### The task
Return, exactly and in full, the lines of the records below starting at the one with "return (0.0, Vec::new());" and ending at the one with "let mean = confidences.iter().sum::<f64>()", and no other lines.

### Stored data
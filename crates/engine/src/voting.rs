//! Voting/consensus collaborator: turns one phase's responses into a
//! consensus scalar and key insights. Concrete scoring is pluggable, mirroring
//! the invoker's confidence-estimator split — a default heuristic ships so
//! the engine is runnable without an external scorer.

use crate::types::{clamp01, AgentResponse};

/// Given a set of phase responses, returns a consensus scalar in [0, 1] and a
/// list of key insights. Implementations may call out to an external scoring
/// service; the engine never inspects response content itself beyond what a
/// `ConsensusScorer` extracts.
pub trait ConsensusScorer: Send + Sync {
    fn score(&self, responses: &[AgentResponse]) -> (f64, Vec<String>);
}

/// Consensus = mean confidence weighted by agreement: agreement is 1 minus
/// the normalized spread (max − min) of confidences, so a phase where every
/// agent is equally (un)confident scores higher than one with a wide split.
/// Key insights are drawn from the highest-confidence response's arguments
/// and suggestions, capped to avoid unbounded growth.
#[derive(Debug, Clone, Default)]
pub struct HeuristicConsensusScorer {
    pub max_insights: usize,
}

impl HeuristicConsensusScorer {
    pub fn new(max_insights: usize) -> Self {
        Self { max_insights }
    }
}

impl ConsensusScorer for HeuristicConsensusScorer {
    fn score(&self, responses: &[AgentResponse]) -> (f64, Vec<String>) {
        if responses.is_empty() {
            return (0.0, Vec::new());
        }

        let confidences: Vec<f64> = responses.iter().map(|r| r.confidence).collect();
        let mean = confidences.iter().sum::<f64>() / confidences.len() as f64;
        let max = confidences.iter().cloned().fold(f64::MIN, f64::max);
        let min = confidences.iter().cloned().fold(f64::MAX, f64::min);
        let spread = (max - min).max(0.0);
        let agreement = clamp01(1.0 - spread);
        let consensus = clamp01(mean * 0.6 + agreement * 0.4);

        let max_insights = if self.max_insights == 0 { 5 } else { self.max_insights };
        let mut ranked: Vec<&AgentResponse> = responses.iter().collect();
        ranked.sort_by(|a, b| b.confidence.partial_cmp(&a.confidence).unwrap_or(std::cmp::Ordering::Equal));

        let mut insights = Vec::new();
        for response in ranked {
            if insights.len() >= max_insights {
                break;
            }
            for argument in &response.arguments {
                if insights.len() >= max_insights {
                    break;
                }
                insights.push(argument.clone());
            }
            for suggestion in &response.suggestions {
                if insights.len() >= max_insights {
                    break;
                }
                insights.push(suggestion.clone());
            }
        }
        (consensus, insights)
    }
}

#[cfg(test)]
mod tests {
    use super::*;
    use crate::types::{AgentId, AgentRole};
    use std::time::{Duration, SystemTime};

    fn response(confidence: f64, arguments: Vec<&str>) -> AgentResponse {
        AgentResponse {
            agent_id: AgentId::new(),
            role: AgentRole::Proposer,
            provider: "p".to_string(),
            model: "m".to_string(),
            content: "c".to_string(),
            confidence,
            score: 7.0,
            latency: Duration::from_millis(100),
            arguments: arguments.into_iter().map(String::from).collect(),
            criticisms: Vec::new(),
            suggestions: Vec::new(),
            timestamp: SystemTime::now(),
        }
    }

    #[test]
    fn empty_responses_yield_zero_consensus() {
        let scorer = HeuristicConsensusScorer::default();
        let (consensus, insights) = scorer.score(&[]);
        assert_eq!(consensus, 0.0);
        assert!(insights.is_empty());
    }

    #[test]
    fn uniform_high_confidence_yields_high_consensus() {
        let scorer = HeuristicConsensusScorer::new(5);
        let responses = vec![response(0.9, vec!["a"]), response(0.9, vec!["b"])];
        let (consensus, _) = scorer.score(&responses);
        assert!(consensus > 0.85);
    }

    #[test]
    fn wide_confidence_spread_lowers_consensus_relative_to_mean() {
        let scorer = HeuristicConsensusScorer::new(5);
        let responses = vec![response(0.1, vec![]), response(0.9, vec![])];
        let (consensus, _) = scorer.score(&responses);
        let mean = 0.5;
        assert!(consensus < mean);
    }

    #[test]
    fn insights_are_capped_at_max_insights() {
        let scorer = HeuristicConsensusScorer::new(2);
        let responses = vec![response(0.9, vec!["a", "b", "c"])];
        let (_, insights) = scorer.score(&responses);
        assert_eq!(insights.len(), 2);
    }
}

### Task output
            return (0.0, Vec::new());
        }

        let confidences: Vec<f64> = responses.iter().map(|r| r.confidence).collect();
        let mean = confidences.iter().sum::<f64>() / confidences.len() as f64;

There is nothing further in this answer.